进一步对小鼠血液、脾脏和十二指肠中病毒载量进行检测发现，感染早期的小鼠十二指肠和脾脏中病毒载量逐渐升高，血液中病毒载量逐渐下降。然而，在BVDV感染的第7天病毒载量均达到高峰，这与实验室前期构建的BVDV感染小鼠模型结果相一致[9]。通过病理组织学检查证明BVDV感染后引起了病理损伤，感染模型成立。NLRP3炎症小体活化及病毒载量变化规律表明NLRP3炎症小体在病毒感染早期被激活后，在一定程度上抑制了病毒的复制，但对病毒感染后期抑制效果不明显。值得注意的是，小鼠十二指肠、脾脏和血液的病毒载量在感染第7天最高，第10天的病毒载量开始下降，可能是特异性免疫应答被激活，其机制有待于进一步研究。

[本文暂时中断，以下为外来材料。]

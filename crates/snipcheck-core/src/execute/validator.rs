//! Corpus validation pipeline.
//!
//! Documents are assembled in parallel on the rayon pool. Checked units are
//! then handed to tokio tasks in schedule order, at most `concurrency` at a
//! time; every task posts exactly one message back to the aggregating loop,
//! which is the only writer of outcomes and cache entries.

use std::path::{Path, PathBuf};
use std::sync::Arc;
use std::time::Instant;

use rayon::prelude::*;
use rustc_hash::FxHashMap;
use tokio::sync::{Semaphore, mpsc};

use super::context::{AbortHandle, CheckCallback};
use crate::assemble::{AssembledDocument, Assembler, CompilationUnit};
use crate::compile::{CheckOutcome, CompilerDriver, TypeChecker};
use crate::corpus::Corpus;
use crate::error::Result;
use crate::graph::{UnitKey, UnitSchedule};
use crate::paths::CorpusDirs;
use crate::profile::CompilerProfile;
use crate::report::{Aggregator, OutcomeCache, Report, RunStats, UnitOutcome};

/// Report plus the statistics that are kept out of it.
#[derive(Debug, Clone)]
pub struct ValidationOutput {
    pub report: Report,
    pub stats: RunStats,
}

/// Message posted by a check task.
enum UnitResult {
    Checked(CheckOutcome),
    Cancelled,
}

/// Validates a corpus against one compiler profile.
pub struct Validator {
    driver: CompilerDriver,
    use_cache: bool,
    abort: AbortHandle,
    callback: Option<Arc<dyn CheckCallback>>,
}

impl Validator {
    /// Create a validator with the backend the profile selects.
    ///
    /// Fails on an invalid profile or a missing `tsc`.
    pub fn new(profile: CompilerProfile) -> Result<Self> {
        profile.validate()?;
        let driver = CompilerDriver::from_profile(Arc::new(profile))?;
        Ok(Self::with_driver(driver))
    }

    /// Create a validator with an explicit backend.
    pub fn with_backend(profile: CompilerProfile, backend: Arc<dyn TypeChecker>) -> Result<Self> {
        profile.validate()?;
        Ok(Self::with_driver(CompilerDriver::new(backend, Arc::new(profile))))
    }

    pub fn with_driver(driver: CompilerDriver) -> Self {
        Self {
            driver,
            use_cache: true,
            abort: AbortHandle::new(),
            callback: None,
        }
    }

    /// Neither read nor write the outcome cache.
    pub fn without_cache(mut self) -> Self {
        self.use_cache = false;
        self
    }

    pub fn with_abort_handle(mut self, abort: AbortHandle) -> Self {
        self.abort = abort;
        self
    }

    pub fn with_callback(mut self, callback: Arc<dyn CheckCallback>) -> Self {
        self.callback = Some(callback);
        self
    }

    pub fn abort_handle(&self) -> AbortHandle {
        self.abort.clone()
    }

    pub fn profile(&self) -> &CompilerProfile {
        self.driver.profile()
    }

    /// Cache file for a corpus root. Relative `cache_path` settings resolve
    /// against the root.
    pub fn cache_path(&self, root: &Path) -> PathBuf {
        match &self.profile().cache_path {
            Some(path) if path.is_absolute() => path.clone(),
            Some(path) => root.join(path),
            None => CorpusDirs::for_root(root).cache_file(),
        }
    }

    /// Load the corpus under `root` and validate it.
    pub async fn validate_root(&self, root: &Path) -> Result<ValidationOutput> {
        let corpus = Corpus::load(root, self.profile())?;
        self.validate_corpus(&corpus).await
    }

    /// Validate an already-loaded corpus.
    pub async fn validate_corpus(&self, corpus: &Corpus) -> Result<ValidationOutput> {
        let start = Instant::now();
        let profile = self.driver.profile();
        let assembler = Assembler::new(profile)?;

        let documents: Vec<AssembledDocument> = corpus
            .documents
            .par_iter()
            .map(|doc| assembler.assemble(doc))
            .collect();

        let cache = if self.use_cache {
            let version = self.driver.backend_version();
            tracing::debug!("Cache keyed to '{}' backend ({})", self.driver.backend_name(), version);
            let fingerprint = profile.fingerprint(&version);
            OutcomeCache::open(self.cache_path(&corpus.root), fingerprint)
        } else {
            OutcomeCache::disabled()
        };

        let mut stats = RunStats {
            documents: documents.len(),
            cache_discarded: cache.discarded().map(str::to_string),
            ..RunStats::default()
        };

        let mut aggregator = Aggregator::new(profile.deny_warnings, cache);
        for warning in &corpus.warnings {
            aggregator.add_warning(warning.clone());
        }

        let mut checked: FxHashMap<UnitKey, Arc<CompilationUnit>> = FxHashMap::default();
        for doc in &documents {
            aggregator.add_document(doc);
            stats.units += doc.units.len();
            for unit in doc.checked_units() {
                let key = UnitKey {
                    document: unit.document_ordinal,
                    unit: unit.index,
                };
                checked.insert(key, Arc::new(unit.clone()));
            }
        }

        let order = UnitSchedule::from_keys(checked.keys().copied()).topological_order();
        stats.checked = order.len();
        tracing::info!(
            "Validating {} documents: {} units, {} checked, backend '{}'",
            stats.documents,
            stats.units,
            stats.checked,
            self.driver.backend_name()
        );
        if let Some(callback) = &self.callback {
            callback.on_run_started(stats.documents, stats.checked);
        }

        let semaphore = Arc::new(Semaphore::new(profile.concurrency));
        let (tx, mut rx) = mpsc::channel::<(Arc<CompilationUnit>, UnitResult)>(order.len().max(1));
        let mut in_flight: FxHashMap<String, Arc<CompilationUnit>> = FxHashMap::default();

        for key in order {
            let Some(unit) = checked.remove(&key) else {
                continue;
            };

            if self.abort.is_aborted() {
                aggregator.record_cancelled(&unit);
                stats.cancelled += 1;
                self.notify(&unit, &UnitOutcome::Cancelled, false);
                continue;
            }

            if let Some(outcome) = aggregator.record_cached(&unit) {
                stats.cache_hits += 1;
                self.notify(&unit, &outcome, true);
                continue;
            }

            in_flight.insert(unit.id.clone(), Arc::clone(&unit));
            let driver = self.driver.clone();
            let semaphore = Arc::clone(&semaphore);
            let abort = self.abort.clone();
            let tx = tx.clone();

            tokio::spawn(async move {
                let result = match semaphore.acquire_owned().await {
                    Ok(permit) => {
                        if abort.is_aborted() {
                            UnitResult::Cancelled
                        } else {
                            let outcome = driver.check_unit(&unit).await;
                            drop(permit);
                            UnitResult::Checked(outcome)
                        }
                    }
                    Err(_) => UnitResult::Cancelled,
                };
                // The receiver outlives every sender.
                let _ = tx.send((unit, result)).await;
            });
        }
        drop(tx);

        while let Some((unit, result)) = rx.recv().await {
            in_flight.remove(&unit.id);
            let outcome = match result {
                UnitResult::Checked(check) => {
                    stats.compiled += 1;
                    aggregator.record_check(&unit, check)
                }
                UnitResult::Cancelled => {
                    stats.cancelled += 1;
                    aggregator.record_cancelled(&unit);
                    UnitOutcome::Cancelled
                }
            };
            self.notify(&unit, &outcome, false);
        }

        // A task that panicked never posted its message.
        for unit in in_flight.into_values() {
            tracing::error!("{}: check task ended without a result", unit.id);
            let outcome = UnitOutcome::Error {
                message: "check task ended without a result".to_string(),
            };
            aggregator.record(&unit, outcome.clone());
            self.notify(&unit, &outcome, false);
        }

        if let Err(e) = aggregator.persist_cache() {
            tracing::warn!("Failed to save outcome cache: {}", e);
        }

        let report = aggregator.finish();
        stats.elapsed = start.elapsed();
        tracing::info!(
            "Validated {} units in {:.2}s ({} cache hits, {} compiled)",
            stats.checked,
            stats.elapsed.as_secs_f64(),
            stats.cache_hits,
            stats.compiled
        );

        Ok(ValidationOutput { report, stats })
    }

    fn notify(&self, unit: &CompilationUnit, outcome: &UnitOutcome, cached: bool) {
        if let Some(callback) = &self.callback {
            callback.on_unit_finished(unit, outcome, cached);
        }
    }
}

#[cfg(test)]
mod tests {
    use super::*;
    use crate::compile::RawDiagnostic;
    use crate::corpus::Document;
    use async_trait::async_trait;
    use std::sync::Mutex;
    use std::sync::atomic::{AtomicUsize, Ordering};
    use std::time::Duration;

    /// Counts calls and tracks the peak number of concurrent checks.
    #[derive(Default)]
    struct CountingChecker {
        calls: AtomicUsize,
        running: AtomicUsize,
        peak: AtomicUsize,
    }

    #[async_trait]
    impl TypeChecker for CountingChecker {
        fn name(&self) -> &'static str {
            "counting"
        }

        async fn check(&self, _: &CompilationUnit, _: &CompilerProfile) -> Result<Vec<RawDiagnostic>> {
            self.calls.fetch_add(1, Ordering::SeqCst);
            let now = self.running.fetch_add(1, Ordering::SeqCst) + 1;
            self.peak.fetch_max(now, Ordering::SeqCst);
            tokio::time::sleep(Duration::from_millis(10)).await;
            self.running.fetch_sub(1, Ordering::SeqCst);
            Ok(Vec::new())
        }
    }

    #[derive(Default)]
    struct Recorder(Mutex<Vec<(String, &'static str, bool)>>);

    impl CheckCallback for Recorder {
        fn on_unit_finished(&self, unit: &CompilationUnit, outcome: &UnitOutcome, cached: bool) {
            self.0
                .lock()
                .unwrap()
                .push((unit.id.clone(), outcome.label(), cached));
        }
    }

    fn corpus(count: usize) -> Corpus {
        let documents = (0..count)
            .map(|i| Document::new(format!("{i:02}.md"), format!("```ts\nconst v{i} = {i};\n```\n")))
            .collect();
        Corpus::from_documents(PathBuf::from("."), documents, Vec::new())
    }

    fn profile(concurrency: usize) -> CompilerProfile {
        CompilerProfile {
            concurrency,
            ..CompilerProfile::default()
        }
    }

    #[tokio::test]
    async fn test_concurrency_is_bounded() {
        let checker = Arc::new(CountingChecker::default());
        let validator = Validator::with_backend(profile(2), checker.clone())
            .unwrap()
            .without_cache();

        let output = validator.validate_corpus(&corpus(8)).await.unwrap();
        assert!(output.report.passed);
        assert_eq!(output.report.counts.ok, 8);
        assert_eq!(output.stats.compiled, 8);
        assert_eq!(checker.calls.load(Ordering::SeqCst), 8);
        assert!(checker.peak.load(Ordering::SeqCst) <= 2);
    }

    #[tokio::test]
    async fn test_abort_before_start_cancels_everything() {
        let checker = Arc::new(CountingChecker::default());
        let validator = Validator::with_backend(profile(2), checker.clone())
            .unwrap()
            .without_cache();
        validator.abort_handle().abort();

        let output = validator.validate_corpus(&corpus(3)).await.unwrap();
        assert_eq!(output.report.counts.cancelled, 3);
        assert_eq!(output.report.units.len(), 3);
        assert!(output.report.is_partial());
        assert_eq!(output.stats.cancelled, 3);
        assert_eq!(checker.calls.load(Ordering::SeqCst), 0);
    }

    #[tokio::test]
    async fn test_callback_sees_every_checked_unit() {
        let recorder = Arc::new(Recorder::default());
        let validator = Validator::with_backend(profile(4), Arc::new(CountingChecker::default()))
            .unwrap()
            .without_cache()
            .with_callback(recorder.clone());

        validator.validate_corpus(&corpus(3)).await.unwrap();
        let mut seen = recorder.0.lock().unwrap().clone();
        seen.sort();
        assert_eq!(
            seen,
            vec![
                ("00.md#0".to_string(), "ok", false),
                ("01.md#0".to_string(), "ok", false),
                ("02.md#0".to_string(), "ok", false),
            ]
        );
    }

    #[test]
    fn test_invalid_profile_is_rejected() {
        let result = Validator::with_backend(profile(0), Arc::new(CountingChecker::default()));
        assert!(matches!(result, Err(crate::error::Error::Config(_))));
    }

    #[test]
    fn test_cache_path_resolution() {
        let validator = Validator::with_backend(profile(1), Arc::new(CountingChecker::default())).unwrap();
        assert!(
            validator
                .cache_path(Path::new("lessons"))
                .ends_with(".snipcheck/cache/outcomes.bin")
        );

        let custom = CompilerProfile {
            cache_path: Some(PathBuf::from("build/cache.bin")),
            ..CompilerProfile::default()
        };
        let validator = Validator::with_backend(custom, Arc::new(CountingChecker::default())).unwrap();
        assert_eq!(
            validator.cache_path(Path::new("lessons")),
            PathBuf::from("lessons/build/cache.bin")
        );
    }
}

综上所述，在小鼠体内，BVDV感染早期的NLRP3炎性小体被激活，然而随着宿主体内病毒载量增加，可能对其激活具有一定的抑制作用。本研究初步揭示了BVDV感染与NLRP3炎症小体活化的相关性，为BVDV拮抗宿主先天性免疫的机制研究奠定了基础。然而，BVDV感染本体动物后NLRP3炎症小体激活及其抗病毒机制仍有待于进一步研究。